> _Data extracts_
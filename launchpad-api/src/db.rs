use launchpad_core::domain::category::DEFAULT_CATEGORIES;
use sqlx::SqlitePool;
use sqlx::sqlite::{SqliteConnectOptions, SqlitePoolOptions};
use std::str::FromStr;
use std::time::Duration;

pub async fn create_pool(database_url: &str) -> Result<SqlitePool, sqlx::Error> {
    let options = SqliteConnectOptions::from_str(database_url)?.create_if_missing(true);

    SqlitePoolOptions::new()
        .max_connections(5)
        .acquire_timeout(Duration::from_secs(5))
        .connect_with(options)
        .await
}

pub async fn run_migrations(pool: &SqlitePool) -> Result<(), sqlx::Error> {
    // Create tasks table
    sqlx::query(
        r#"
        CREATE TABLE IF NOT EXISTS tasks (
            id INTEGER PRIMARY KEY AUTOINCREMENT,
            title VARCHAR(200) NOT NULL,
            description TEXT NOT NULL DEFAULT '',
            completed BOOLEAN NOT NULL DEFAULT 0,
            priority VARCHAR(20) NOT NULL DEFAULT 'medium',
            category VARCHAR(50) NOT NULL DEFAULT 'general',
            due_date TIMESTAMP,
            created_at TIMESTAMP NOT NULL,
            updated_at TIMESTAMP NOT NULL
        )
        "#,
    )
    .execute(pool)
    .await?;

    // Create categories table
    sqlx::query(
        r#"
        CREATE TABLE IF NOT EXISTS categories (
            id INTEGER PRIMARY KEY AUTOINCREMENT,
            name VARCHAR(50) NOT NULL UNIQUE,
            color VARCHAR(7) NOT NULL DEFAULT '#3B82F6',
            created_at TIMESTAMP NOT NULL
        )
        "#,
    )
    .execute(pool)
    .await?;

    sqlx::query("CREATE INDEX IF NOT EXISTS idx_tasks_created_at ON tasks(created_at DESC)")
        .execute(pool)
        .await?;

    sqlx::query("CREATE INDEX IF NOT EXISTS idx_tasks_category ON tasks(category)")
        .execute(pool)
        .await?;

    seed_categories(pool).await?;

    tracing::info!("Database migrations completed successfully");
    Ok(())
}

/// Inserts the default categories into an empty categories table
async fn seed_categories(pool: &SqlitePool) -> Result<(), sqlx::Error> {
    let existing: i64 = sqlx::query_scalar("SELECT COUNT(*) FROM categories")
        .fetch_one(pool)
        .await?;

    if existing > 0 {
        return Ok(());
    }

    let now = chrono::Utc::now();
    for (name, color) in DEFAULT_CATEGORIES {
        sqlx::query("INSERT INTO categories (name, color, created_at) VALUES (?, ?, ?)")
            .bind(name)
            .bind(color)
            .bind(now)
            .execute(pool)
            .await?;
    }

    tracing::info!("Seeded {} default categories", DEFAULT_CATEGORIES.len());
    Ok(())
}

> _Task statement_
Set down every entry again, exactly as written.

> _Task response_
filename launchpad-api/src/db.rs
use launchpad_core::domain::category::DEFAULT_CATEGORIES;
use sqlx::SqlitePool;
use sqlx::sqlite::{SqliteConnectOptions, SqlitePoolOptions};
use std::str::FromStr;
use std::time::Duration;

pub async fn create_pool(database_url: &str) -> Result<SqlitePool, sqlx::Error> {
    let options = SqliteConnectOptions::from_str(database_url)?.create_if_missing(true);

    SqlitePoolOptions::new()
        .max_connections(5)
        .acquire_timeout(Duration::from_secs(5))
        .connect_with(options)
        .await
}

pub async fn run_migrations(pool: &SqlitePool) -> Result<(), sqlx::Error> {
    // Create tasks table
    sqlx::query(
        r#"
        CREATE TABLE IF NOT EXISTS tasks (
            id INTEGER PRIMARY KEY AUTOINCREMENT,
            title VARCHAR(200) NOT NULL,
            description TEXT NOT NULL DEFAULT '',
            completed BOOLEAN NOT NULL DEFAULT 0,
            priority VARCHAR(20) NOT NULL DEFAULT 'medium',
            category VARCHAR(50) NOT NULL DEFAULT 'general',
            due_date TIMESTAMP,
            created_at TIMESTAMP NOT NULL,
            updated_at TIMESTAMP NOT NULL
        )
        "#,
    )
    .execute(pool)
    .await?;

    // Create categories table
    sqlx::query(
        r#"
        CREATE TABLE IF NOT EXISTS categories (
            id INTEGER PRIMARY KEY AUTOINCREMENT,
            name VARCHAR(50) NOT NULL UNIQUE,
            color VARCHAR(7) NOT NULL DEFAULT '#3B82F6',
            created_at TIMESTAMP NOT NULL
        )
        "#,
    )
    .execute(pool)
    .await?;

    sqlx::query("CREATE INDEX IF NOT EXISTS idx_tasks_created_at ON tasks(created_at DESC)")
        .execute(pool)
        .await?;

    sqlx::query("CREATE INDEX IF NOT EXISTS idx_tasks_category ON tasks(category)")
        .execute(pool)
        .await?;

    seed_categories(pool).await?;

    tracing::info!("Database migrations completed successfully");
    Ok(())
}

/// Inserts the default categories into an empty categories table
async fn seed_categories(pool: &SqlitePool) -> Result<(), sqlx::Error> {
    let existing: i64 = sqlx::query_scalar("SELECT COUNT(*) FROM categories")
        .fetch_one(pool)
        .await?;

    if existing > 0 {
        return Ok(());
    }

    let now = chrono::Utc::now();
    for (name, color) in DEFAULT_CATEGORIES {
        sqlx::query("INSERT INTO categories (name, color, created_at) VALUES (?, ?, ?)")
            .bind(name)
            .bind(color)
            .bind(now)
            .execute(pool)
            .await?;
    }

    tracing::info!("Seeded {} default categories", DEFAULT_CATEGORIES.len());
    Ok(())
}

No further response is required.